→ **Data for the task**:
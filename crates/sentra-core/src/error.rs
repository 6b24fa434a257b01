use thiserror::Error;

/// Errors from the integration layer.
#[derive(Debug, Error)]
pub enum CoreError {
    /// Error from the Sentra Cloud API client.
    #[error(transparent)]
    Api(#[from] sentra_api::Error),

    /// The hub is not logged in for an operation that requires a session.
    #[error("Not logged in")]
    NotLoggedIn,

    /// Filesystem error outside the session cache (config dir creation).
    #[error("I/O error: {0}")]
    Io(#[from] std::io::Error),
}

impl CoreError {
    /// Login needs a second factor; follow up with `Hub::verify_mfa`.
    pub fn is_mfa_required(&self) -> bool {
        matches!(self, Self::Api(sentra_api::Error::MfaRequired))
    }

    /// Bad or expired credentials. Fatal for the current login attempt.
    pub fn is_auth(&self) -> bool {
        matches!(self, Self::Api(e) if e.is_auth())
    }

    /// Connectivity trouble; the host's retry policy may try again later.
    pub fn is_transient(&self) -> bool {
        matches!(self, Self::Api(e) if e.is_transient())
    }
}

pub type Result<T> = std::result::Result<T, CoreError>;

→ **Task instructions**: Begin with the line holding "matches!(self, Self::Api(e) if e.is_transient())" and end with the last line of the material. Write out those lines exactly, and only those.

→ **Your response**:
        matches!(self, Self::Api(e) if e.is_transient())
    }
}

pub type Result<T> = std::result::Result<T, CoreError>;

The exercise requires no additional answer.